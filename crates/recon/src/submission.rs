//! Intake rows and attendee-name parsing.

use crate::config::{cell, IntakeLayout};
use crate::model::POSTED;
use crate::store::Row;

/// One row of the intake table, read through the layout.
#[derive(Debug, Clone, Default, PartialEq, Eq)]
pub struct SubmissionRow {
    /// 1-based sheet row number (header = row 1).
    pub row_number: usize,
    pub activity_key: String,
    pub name_slots: Vec<String>,
    /// Free-text "missed names" field, appended after the slots.
    pub missed: String,
    pub status: String,
    pub overrides: RawOverrides,
}

/// Override cells as typed into the sheet. Empty means "use the activity default".
#[derive(Debug, Clone, Default, PartialEq, Eq)]
pub struct RawOverrides {
    pub nights: String,
    pub miles: String,
    pub service: String,
}

impl SubmissionRow {
    pub fn from_cells(row_number: usize, cells: &[String], layout: &IntakeLayout) -> Self {
        Self {
            row_number,
            activity_key: cell(cells, layout.activity_key).to_string(),
            name_slots: layout.name_columns().map(|col| cell(cells, col).to_string()).collect(),
            missed: cell(cells, layout.missed).to_string(),
            status: cell(cells, layout.status).to_string(),
            overrides: RawOverrides {
                nights: cell(cells, layout.override_nights).to_string(),
                miles: cell(cells, layout.override_miles).to_string(),
                service: cell(cells, layout.override_service).to_string(),
            },
        }
    }

    /// Exact match on the marker; "posted" or " Posted" are still pending.
    pub fn is_posted(&self) -> bool {
        self.status == POSTED
    }

    /// 0-based index into the stored rows.
    pub fn store_index(&self) -> usize {
        self.row_number - 1
    }
}

/// Read every intake row after the header.
pub fn read_submissions(rows: &[Row], layout: &IntakeLayout) -> Vec<SubmissionRow> {
    rows.iter()
        .enumerate()
        .skip(1)
        .map(|(idx, cells)| SubmissionRow::from_cells(idx + 1, cells, layout))
        .collect()
}

#[derive(Debug, Clone, PartialEq, Eq)]
pub struct ParsedSubmission {
    /// Raw key; the reconciler normalizes it.
    pub activity_key: String,
    /// In submission order, duplicates kept.
    pub names: Vec<String>,
}

/// Extract the activity key and attendee names. `None` when the row has
/// neither an activity key nor any name text.
pub fn parse_submission(row: &SubmissionRow) -> Option<ParsedSubmission> {
    let raw = raw_name_text(row);
    if row.activity_key.is_empty() && raw.is_empty() {
        return None;
    }
    Some(ParsedSubmission { activity_key: row.activity_key.clone(), names: split_names(&raw) })
}

/// Every non-empty slot followed by a comma, then the raw missed field:
/// `slot1,slot2,...,slotN,missed`.
pub fn raw_name_text(row: &SubmissionRow) -> String {
    let mut raw = String::new();
    for slot in row.name_slots.iter().filter(|s| !s.is_empty()) {
        raw.push_str(slot);
        raw.push(',');
    }
    raw.push_str(&row.missed);
    raw
}

/// Split on commas, trim, drop empties and the status marker.
pub fn split_names(raw: &str) -> Vec<String> {
    raw.split(',')
        .map(str::trim)
        .filter(|name| !name.is_empty() && *name != POSTED)
        .map(String::from)
        .collect()
}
# # # # # # #
#### WHAT YOU ARE ASKED TO DO
Once you have read the listing, copy it out exactly.

#### ANSWER TO THE PROBLEM
filename crates/recon/src/submission.rs
//! Intake rows and attendee-name parsing.

use crate::config::{cell, IntakeLayout};
use crate::model::POSTED;
use crate::store::Row;

/// One row of the intake table, read through the layout.
#[derive(Debug, Clone, Default, PartialEq, Eq)]
pub struct SubmissionRow {
    /// 1-based sheet row number (header = row 1).
    pub row_number: usize,
    pub activity_key: String,
    pub name_slots: Vec<String>,
    /// Free-text "missed names" field, appended after the slots.
    pub missed: String,
    pub status: String,
    pub overrides: RawOverrides,
}

/// Override cells as typed into the sheet. Empty means "use the activity default".
#[derive(Debug, Clone, Default, PartialEq, Eq)]
pub struct RawOverrides {
    pub nights: String,
    pub miles: String,
    pub service: String,
}

impl SubmissionRow {
    pub fn from_cells(row_number: usize, cells: &[String], layout: &IntakeLayout) -> Self {
        Self {
            row_number,
            activity_key: cell(cells, layout.activity_key).to_string(),
            name_slots: layout.name_columns().map(|col| cell(cells, col).to_string()).collect(),
            missed: cell(cells, layout.missed).to_string(),
            status: cell(cells, layout.status).to_string(),
            overrides: RawOverrides {
                nights: cell(cells, layout.override_nights).to_string(),
                miles: cell(cells, layout.override_miles).to_string(),
                service: cell(cells, layout.override_service).to_string(),
            },
        }
    }

    /// Exact match on the marker; "posted" or " Posted" are still pending.
    pub fn is_posted(&self) -> bool {
        self.status == POSTED
    }

    /// 0-based index into the stored rows.
    pub fn store_index(&self) -> usize {
        self.row_number - 1
    }
}

/// Read every intake row after the header.
pub fn read_submissions(rows: &[Row], layout: &IntakeLayout) -> Vec<SubmissionRow> {
    rows.iter()
        .enumerate()
        .skip(1)
        .map(|(idx, cells)| SubmissionRow::from_cells(idx + 1, cells, layout))
        .collect()
}

#[derive(Debug, Clone, PartialEq, Eq)]
pub struct ParsedSubmission {
    /// Raw key; the reconciler normalizes it.
    pub activity_key: String,
    /// In submission order, duplicates kept.
    pub names: Vec<String>,
}

/// Extract the activity key and attendee names. `None` when the row has
/// neither an activity key nor any name text.
pub fn parse_submission(row: &SubmissionRow) -> Option<ParsedSubmission> {
    let raw = raw_name_text(row);
    if row.activity_key.is_empty() && raw.is_empty() {
        return None;
    }
    Some(ParsedSubmission { activity_key: row.activity_key.clone(), names: split_names(&raw) })
}

/// Every non-empty slot followed by a comma, then the raw missed field:
/// `slot1,slot2,...,slotN,missed`.
pub fn raw_name_text(row: &SubmissionRow) -> String {
    let mut raw = String::new();
    for slot in row.name_slots.iter().filter(|s| !s.is_empty()) {
        raw.push_str(slot);
        raw.push(',');
    }
    raw.push_str(&row.missed);
    raw
}

/// Split on commas, trim, drop empties and the status marker.
pub fn split_names(raw: &str) -> Vec<String> {
    raw.split(',')
        .map(str::trim)
        .filter(|name| !name.is_empty() && *name != POSTED)
        .map(String::from)
        .collect()
}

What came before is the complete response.